EuroWire, BRUSSELS: The European Commission said it will proceed with the provisional application of the EU-Mercosur trade deal after Argentina and Uruguay completed ratification, allowing key trade provisions to begin before the European Parliament gives final consent. Commission President Ursula von der Leyen announced the step on Friday, calling it the start of implementation procedures for the agreement with the Mercosur bloc, whose founding members are Argentina, Brazil, Paraguay and Uruguay.

Provisional application is tied to the interim trade agreement that contains the deal’s trade and investment liberalisation commitments. Under the legal framework approved by EU governments in the Council, provisional application can begin once the sides exchange formal notifications and complete required internal procedures. The start date is set to fall on the first day of the second month after that exchange, with application able to begin between the EU and the Mercosur partners that have ratified.

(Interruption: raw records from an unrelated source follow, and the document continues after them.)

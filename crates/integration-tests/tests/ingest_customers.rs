//! Integration tests for the customer ingestion endpoint.
//!
//! These tests require:
//! - A running `PostgreSQL` database with migrations applied
//!   (cargo run -p pulsemark-cli -- migrate ingest)
//! - The ingest service running (cargo run -p pulsemark-ingest)
//!
//! Run with: cargo test -p pulsemark-integration-tests -- --ignored

#![allow(clippy::unwrap_used)]

use reqwest::{Client, StatusCode};
use serde_json::{Value, json};
use uuid::Uuid;

use pulsemark_integration_tests::ingest_base_url;

/// Test helper: a customer payload with a unique external id.
fn unique_customer() -> Value {
    json!({
        "id": format!("cust_it_{}", Uuid::new_v4().simple()),
        "name": "Integration Tester",
        "email": "integration@example.com",
        "tags": ["integration"],
        "crm_source": "integration-suite"
    })
}

#[tokio::test]
#[ignore = "Requires running ingest service and document store"]
async fn valid_customer_is_accepted_and_echoed() {
    let client = Client::new();
    let payload = unique_customer();
    let id = payload["id"].as_str().unwrap().to_owned();

    let resp = client
        .post(format!("{}/ingest/customers", ingest_base_url()))
        .json(&payload)
        .send()
        .await
        .expect("Failed to post customer");

    assert_eq!(resp.status(), StatusCode::OK);
    let body: Value = resp.json().await.expect("Failed to read response");
    assert_eq!(
        body["message"],
        format!("Customer data received and saved for customer ID {id}.")
    );
    assert_eq!(body["data"], payload);
}

#[tokio::test]
#[ignore = "Requires running ingest service and document store"]
async fn re_ingesting_the_same_id_succeeds() {
    let client = Client::new();
    let mut payload = unique_customer();

    for name in ["First", "Second"] {
        payload["name"] = json!(name);
        let resp = client
            .post(format!("{}/ingest/customers", ingest_base_url()))
            .json(&payload)
            .send()
            .await
            .expect("Failed to post customer");
        assert_eq!(resp.status(), StatusCode::OK);
    }
}

#[tokio::test]
#[ignore = "Requires running ingest service and document store"]
async fn missing_email_is_a_field_error() {
    let client = Client::new();
    let resp = client
        .post(format!("{}/ingest/customers", ingest_base_url()))
        .json(&json!({"id": "cust_it_invalid", "name": "No Email"}))
        .send()
        .await
        .expect("Failed to post customer");

    assert_eq!(resp.status(), StatusCode::BAD_REQUEST);
    let body: Value = resp.json().await.expect("Failed to read response");
    assert_eq!(body["message"], "Invalid request payload.");
    assert_eq!(body["errors"][0]["path"], json!(["email"]));
}

#[tokio::test]
#[ignore = "Requires running ingest service and document store"]
async fn malformed_body_is_rejected_without_field_errors() {
    let client = Client::new();
    let resp = client
        .post(format!("{}/ingest/customers", ingest_base_url()))
        .header("content-type", "application/json")
        .body("{broken")
        .send()
        .await
        .expect("Failed to post customer");

    assert_eq!(resp.status(), StatusCode::BAD_REQUEST);
    let body: Value = resp.json().await.expect("Failed to read response");
    assert_eq!(
        body["message"],
        "Invalid JSON payload. Please ensure the request body is correctly formatted JSON."
    );
    assert!(body.get("errors").is_none());
}
//! Application state shared across handlers.

use std::sync::Arc;

use crate::config::IngestConfig;
use crate::store::DocumentStore;

/// Application state shared across all handlers.
///
/// Cheap to clone; the inner state is reference-counted. The document
/// store sits behind a trait object so handlers are exercised against the
/// in-memory store in tests and `PostgreSQL` in production.
#[derive(Clone)]
pub struct AppState {
    inner: Arc<AppStateInner>,
}

struct AppStateInner {
    config: IngestConfig,
    store: Arc<dyn DocumentStore>,
}

impl AppState {
    #[must_use]
    pub fn new(config: IngestConfig, store: Arc<dyn DocumentStore>) -> Self {
        Self {
            inner: Arc::new(AppStateInner { config, store }),
        }
    }

    #[must_use]
    pub fn config(&self) -> &IngestConfig {
        &self.inner.config
    }

    #[must_use]
    pub fn store(&self) -> &dyn DocumentStore {
        self.inner.store.as_ref()
    }
}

The move comes while the European Parliament is seeking a review by the Court of Justice of the European Union on whether the legal bases used for the agreements comply with EU treaties, a step that has paused the path to a final parliamentary vote. The Council authorised signature of both the broader partnership agreement and the interim trade agreement in January. In that Council vote, 21 member states supported the package, while Austria, France, Hungary, Ireland and Poland opposed it and Belgium abstained.

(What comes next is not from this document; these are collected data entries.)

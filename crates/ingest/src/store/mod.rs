//! Document store access for ingested records.
//!
//! The backing database is treated as an opaque document store: named
//! collections of JSON documents addressed by a caller-supplied id. Writes
//! are unconditional upserts, and the store serializes individual document
//! writes, so concurrent writers for one id resolve last-write-wins with
//! no locking or versioning here.

mod memory;
mod postgres;

use async_trait::async_trait;
use serde_json::Value as JsonValue;
use thiserror::Error;

pub use memory::MemoryStore;
pub use postgres::{PgDocumentStore, create_pool};

/// Collection that holds one document per ingested customer, keyed by the
/// customer's external id.
pub const CUSTOMERS_COLLECTION: &str = "customers";

/// Errors surfaced by document store operations.
///
/// The adapter classifies failures but never retries or interprets them;
/// the caller decides how much of this reaches a client.
#[derive(Debug, Error)]
pub enum StoreError {
    /// The store could not be reached.
    #[error("document store unreachable: {0}")]
    Connectivity(String),
    /// The store refused the operation.
    #[error("document store permission denied: {0}")]
    PermissionDenied(String),
    /// Any other backend failure.
    #[error("document store backend error: {0}")]
    Backend(String),
}

/// A document store keyed by collection name and document id.
#[async_trait]
pub trait DocumentStore: Send + Sync {
    /// Write `document` under `collection`/`id`, creating it if absent and
    /// fully replacing it if present.
    async fn put_document(
        &self,
        collection: &str,
        id: &str,
        document: &JsonValue,
    ) -> Result<(), StoreError>;

    /// Cheap connectivity check for readiness probes.
    async fn ping(&self) -> Result<(), StoreError>;
}
//! Currency code type.

use core::fmt;

use serde::{Deserialize, Serialize};

/// Error returned when a currency code has the wrong length.
#[derive(thiserror::Error, Debug, Clone, Copy, PartialEq, Eq)]
#[error("currency code must be exactly 3 characters")]
pub struct CurrencyCodeError;

/// An ISO 4217-style currency code: exactly three characters.
///
/// No registry lookup is performed; third-party systems occasionally send
/// codes that are well-formed but not (yet) in the ISO table, and those
/// are accepted.
#[derive(Debug, Clone, Serialize, Deserialize, PartialEq, Eq, Hash)]
#[serde(transparent)]
pub struct CurrencyCode(String);

impl CurrencyCode {
    /// Parse a `CurrencyCode` from a string.
    ///
    /// # Errors
    ///
    /// Returns an error if the input is not exactly 3 characters long.
    pub fn parse(s: &str) -> Result<Self, CurrencyCodeError> {
        if s.chars().count() != 3 {
            return Err(CurrencyCodeError);
        }
        Ok(Self(s.to_owned()))
    }

    /// Returns the currency code as a string slice.
    #[must_use]
    pub fn as_str(&self) -> &str {
        &self.0
    }
}

impl fmt::Display for CurrencyCode {
    fn fmt(&self, f: &mut fmt::Formatter<'_>) -> fmt::Result {
        write!(f, "{}", self.0)
    }
}

impl std::str::FromStr for CurrencyCode {
    type Err = CurrencyCodeError;

    fn from_str(s: &str) -> Result<Self, Self::Err> {
        Self::parse(s)
    }
}

impl AsRef<str> for CurrencyCode {
    fn as_ref(&self) -> &str {
        &self.0
    }
}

Ratification triggers provisional application
Argentina and Uruguay became the first Mercosur members to ratify the agreement on Feb. 26, following votes in their national legislatures. The trans-Atlantic deal was signed on Jan. 17 after negotiations that began in 1999 and were concluded in December 2024, splitting the package into two linked instruments: a comprehensive partnership agreement covering political dialogue and cooperation as well as trade, and the interim trade agreement designed to apply sooner for trade matters.
EU institutions describe the agreement as creating one of the world’s largest free trade zones, connecting a market of more than 700 million consumers across Europe and South America. The Council said trade in goods between the EU and Mercosur totalled more than 111 billion euros in 2024, with 55.2 billion euros of EU exports and 56 billion euros of imports, and that trade in services was worth more than 42 billion euros in 2023. The EU is Mercosur’s second-largest goods trading partner, accounting for almost 17% of Mercosur’s total trade in 2024.

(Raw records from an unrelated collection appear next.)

//! Core types for Pulsemark.
//!
//! This module provides type-safe wrappers for common domain concepts.

pub mod currency;
pub mod email;
pub mod status;
pub mod timestamp;

pub use currency::{CurrencyCode, CurrencyCodeError};
pub use email::{Email, EmailError};
pub use status::OrderStatus;
pub use timestamp::{Timestamp, TimestampError};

Opposition centres on agriculture safeguards
France, the EU’s largest agricultural producer, has been the most prominent opponent, arguing the agreement risks undercutting EU farmers through increased imports of products such as beef, sugar and poultry. President Emmanuel Macron criticised the Commission’s decision to proceed with provisional application without a completed parliamentary process. The Council has said the deal includes safeguards and that its decision on the interim trade agreement introduces arrangements intended to allow rapid action if imports of sensitive agricultural products cause market disturbance.
Full entry into force still requires the European Parliament’s consent for the EU to conclude the agreements, and the comprehensive partnership agreement also requires ratification by all EU member states. The interim trade agreement is designed to function as a stand-alone instrument until it is superseded by the partnership agreement once that broader pact is fully ratified. The Commission said provisional application will apply only with Mercosur partners that have ratified and completed the notification formalities with the EU.